Records shown below:

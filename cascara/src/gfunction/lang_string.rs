//! A focused subset of `java/lang/String`, enough for the library shims and
//! diagnostics that pass strings around.

use crate::exceptions::ExceptionKind;
use crate::gfunction::{
    arg_obj, arg_int, arg_string, clinit_generic, gmeth, string_value, trap_not_supported, try_g,
    GCtx, GErrBlk, GLibrary, GValue,
};
use crate::value::JavaValue;

pub fn load_lang_string() -> GLibrary {
    vec![
        ("java/lang/String.<clinit>()V", gmeth(0, clinit_generic)),
        ("java/lang/String.length()I", gmeth(0, string_length)),
        ("java/lang/String.isEmpty()Z", gmeth(0, string_is_empty)),
        ("java/lang/String.charAt(I)C", gmeth(1, string_char_at)),
        (
            "java/lang/String.concat(Ljava/lang/String;)Ljava/lang/String;",
            gmeth(1, string_concat),
        ),
        (
            "java/lang/String.equals(Ljava/lang/Object;)Z",
            gmeth(1, string_equals),
        ),
        ("java/lang/String.hashCode()I", gmeth(0, string_hash_code)),
        (
            "java/lang/String.toString()Ljava/lang/String;",
            gmeth(0, string_to_string),
        ),
        (
            "java/lang/String.intern()Ljava/lang/String;",
            gmeth(0, string_to_string),
        ),
        (
            "java/lang/String.format(Ljava/lang/String;[Ljava/lang/Object;)Ljava/lang/String;",
            gmeth(2, trap_not_supported),
        ),
    ]
}

fn string_length(ctx: &mut GCtx<'_>, args: &mut Vec<JavaValue>) -> GValue {
    let text = try_g!(arg_string(ctx.vm, args, 0));
    GValue::Value(JavaValue::Int(text.chars().count() as i64))
}

fn string_is_empty(ctx: &mut GCtx<'_>, args: &mut Vec<JavaValue>) -> GValue {
    let text = try_g!(arg_string(ctx.vm, args, 0));
    GValue::Value(JavaValue::Int(i64::from(text.is_empty())))
}

fn string_char_at(ctx: &mut GCtx<'_>, args: &mut Vec<JavaValue>) -> GValue {
    let text = try_g!(arg_string(ctx.vm, args, 0));
    let index = try_g!(arg_int(args, 1));
    let length = text.chars().count() as i64;
    if index < 0 || index >= length {
        return GValue::Err(GErrBlk::new(
            ExceptionKind::StringIndexOutOfBoundsException,
            format!("index {} out of bounds for length {}", index, length),
        ));
    }
    let ch = text.chars().nth(index as usize).unwrap_or('\0');
    GValue::Value(JavaValue::Int(i64::from(u32::from(ch))))
}

fn string_concat(ctx: &mut GCtx<'_>, args: &mut Vec<JavaValue>) -> GValue {
    let left = try_g!(arg_string(ctx.vm, args, 0));
    let right = try_g!(arg_string(ctx.vm, args, 1));
    let value = string_value(ctx, &format!("{}{}", left, right));
    GValue::Value(value)
}

fn string_equals(ctx: &mut GCtx<'_>, args: &mut Vec<JavaValue>) -> GValue {
    let left = try_g!(arg_string(ctx.vm, args, 0));
    let right = match arg_string(ctx.vm, args, 1) {
        Ok(text) => text,
        // Not a string (or null): unequal, not an error
        Err(_) => return GValue::Value(JavaValue::Int(0)),
    };
    GValue::Value(JavaValue::Int(i64::from(left == right)))
}

/// The canonical `s[0]*31^(n-1) + ... + s[n-1]` hash, in int arithmetic.
fn string_hash_code(ctx: &mut GCtx<'_>, args: &mut Vec<JavaValue>) -> GValue {
    let text = try_g!(arg_string(ctx.vm, args, 0));
    let mut hash: i32 = 0;
    for ch in text.encode_utf16() {
        hash = hash.wrapping_mul(31).wrapping_add(i32::from(ch));
    }
    GValue::Value(JavaValue::Int(i64::from(hash)))
}

fn string_to_string(_ctx: &mut GCtx<'_>, args: &mut Vec<JavaValue>) -> GValue {
    let receiver = try_g!(arg_obj(args, 0));
    GValue::Value(JavaValue::Ref(Some(receiver)))
}

#[cfg(test)]
mod tests {
    use super::{string_char_at, string_hash_code, string_length};
    use crate::gfunction::{expect_value, GCtx, GValue};
    use crate::object::make_string;
    use crate::testutil::test_vm;
    use crate::value::JavaValue;

    #[test]
    fn length_and_char_at() {
        let mut vm = test_vm();
        let s = make_string(&mut vm.heap, &vm.class_names, false, "abc");
        let mut ctx = GCtx {
            vm: &mut vm,
            frames: None,
        };

        let len = expect_value(string_length(&mut ctx, &mut vec![JavaValue::Ref(Some(s))]));
        assert_eq!(len, JavaValue::Int(3));

        let ch = expect_value(string_char_at(
            &mut ctx,
            &mut vec![JavaValue::Ref(Some(s)), JavaValue::Int(1)],
        ));
        assert_eq!(ch, JavaValue::Int(i64::from(b'b')));

        assert!(matches!(
            string_char_at(&mut ctx, &mut vec![JavaValue::Ref(Some(s)), JavaValue::Int(3)]),
            GValue::Err(_)
        ));
    }

    #[test]
    fn hash_matches_reference_values() {
        let mut vm = test_vm();
        let s = make_string(&mut vm.heap, &vm.class_names, false, "hello");
        let mut ctx = GCtx {
            vm: &mut vm,
            frames: None,
        };
        let hash = expect_value(string_hash_code(
            &mut ctx,
            &mut vec![JavaValue::Ref(Some(s))],
        ));
        // "hello".hashCode() in any JDK
        assert_eq!(hash, JavaValue::Int(99_162_322));
    }
}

End of Records shown.

**Problem to solve**
The records above should be copied out again in full, exactly as they appear.

**Solution for this problem**
filename cascara/src/gfunction/lang_string.rs
//! A focused subset of `java/lang/String`, enough for the library shims and
//! diagnostics that pass strings around.

use crate::exceptions::ExceptionKind;
use crate::gfunction::{
    arg_obj, arg_int, arg_string, clinit_generic, gmeth, string_value, trap_not_supported, try_g,
    GCtx, GErrBlk, GLibrary, GValue,
};
use crate::value::JavaValue;

pub fn load_lang_string() -> GLibrary {
    vec![
        ("java/lang/String.<clinit>()V", gmeth(0, clinit_generic)),
        ("java/lang/String.length()I", gmeth(0, string_length)),
        ("java/lang/String.isEmpty()Z", gmeth(0, string_is_empty)),
        ("java/lang/String.charAt(I)C", gmeth(1, string_char_at)),
        (
            "java/lang/String.concat(Ljava/lang/String;)Ljava/lang/String;",
            gmeth(1, string_concat),
        ),
        (
            "java/lang/String.equals(Ljava/lang/Object;)Z",
            gmeth(1, string_equals),
        ),
        ("java/lang/String.hashCode()I", gmeth(0, string_hash_code)),
        (
            "java/lang/String.toString()Ljava/lang/String;",
            gmeth(0, string_to_string),
        ),
        (
            "java/lang/String.intern()Ljava/lang/String;",
            gmeth(0, string_to_string),
        ),
        (
            "java/lang/String.format(Ljava/lang/String;[Ljava/lang/Object;)Ljava/lang/String;",
            gmeth(2, trap_not_supported),
        ),
    ]
}

fn string_length(ctx: &mut GCtx<'_>, args: &mut Vec<JavaValue>) -> GValue {
    let text = try_g!(arg_string(ctx.vm, args, 0));
    GValue::Value(JavaValue::Int(text.chars().count() as i64))
}

fn string_is_empty(ctx: &mut GCtx<'_>, args: &mut Vec<JavaValue>) -> GValue {
    let text = try_g!(arg_string(ctx.vm, args, 0));
    GValue::Value(JavaValue::Int(i64::from(text.is_empty())))
}

fn string_char_at(ctx: &mut GCtx<'_>, args: &mut Vec<JavaValue>) -> GValue {
    let text = try_g!(arg_string(ctx.vm, args, 0));
    let index = try_g!(arg_int(args, 1));
    let length = text.chars().count() as i64;
    if index < 0 || index >= length {
        return GValue::Err(GErrBlk::new(
            ExceptionKind::StringIndexOutOfBoundsException,
            format!("index {} out of bounds for length {}", index, length),
        ));
    }
    let ch = text.chars().nth(index as usize).unwrap_or('\0');
    GValue::Value(JavaValue::Int(i64::from(u32::from(ch))))
}

fn string_concat(ctx: &mut GCtx<'_>, args: &mut Vec<JavaValue>) -> GValue {
    let left = try_g!(arg_string(ctx.vm, args, 0));
    let right = try_g!(arg_string(ctx.vm, args, 1));
    let value = string_value(ctx, &format!("{}{}", left, right));
    GValue::Value(value)
}

fn string_equals(ctx: &mut GCtx<'_>, args: &mut Vec<JavaValue>) -> GValue {
    let left = try_g!(arg_string(ctx.vm, args, 0));
    let right = match arg_string(ctx.vm, args, 1) {
        Ok(text) => text,
        // Not a string (or null): unequal, not an error
        Err(_) => return GValue::Value(JavaValue::Int(0)),
    };
    GValue::Value(JavaValue::Int(i64::from(left == right)))
}

/// The canonical `s[0]*31^(n-1) + ... + s[n-1]` hash, in int arithmetic.
fn string_hash_code(ctx: &mut GCtx<'_>, args: &mut Vec<JavaValue>) -> GValue {
    let text = try_g!(arg_string(ctx.vm, args, 0));
    let mut hash: i32 = 0;
    for ch in text.encode_utf16() {
        hash = hash.wrapping_mul(31).wrapping_add(i32::from(ch));
    }
    GValue::Value(JavaValue::Int(i64::from(hash)))
}

fn string_to_string(_ctx: &mut GCtx<'_>, args: &mut Vec<JavaValue>) -> GValue {
    let receiver = try_g!(arg_obj(args, 0));
    GValue::Value(JavaValue::Ref(Some(receiver)))
}

#[cfg(test)]
mod tests {
    use super::{string_char_at, string_hash_code, string_length};
    use crate::gfunction::{expect_value, GCtx, GValue};
    use crate::object::make_string;
    use crate::testutil::test_vm;
    use crate::value::JavaValue;

    #[test]
    fn length_and_char_at() {
        let mut vm = test_vm();
        let s = make_string(&mut vm.heap, &vm.class_names, false, "abc");
        let mut ctx = GCtx {
            vm: &mut vm,
            frames: None,
        };

        let len = expect_value(string_length(&mut ctx, &mut vec![JavaValue::Ref(Some(s))]));
        assert_eq!(len, JavaValue::Int(3));

        let ch = expect_value(string_char_at(
            &mut ctx,
            &mut vec![JavaValue::Ref(Some(s)), JavaValue::Int(1)],
        ));
        assert_eq!(ch, JavaValue::Int(i64::from(b'b')));

        assert!(matches!(
            string_char_at(&mut ctx, &mut vec![JavaValue::Ref(Some(s)), JavaValue::Int(3)]),
            GValue::Err(_)
        ));
    }

    #[test]
    fn hash_matches_reference_values() {
        let mut vm = test_vm();
        let s = make_string(&mut vm.heap, &vm.class_names, false, "hello");
        let mut ctx = GCtx {
            vm: &mut vm,
            frames: None,
        };
        let hash = expect_value(string_hash_code(
            &mut ctx,
            &mut vec![JavaValue::Ref(Some(s))],
        ));
        // "hello".hashCode() in any JDK
        assert_eq!(hash, JavaValue::Int(99_162_322));
    }
}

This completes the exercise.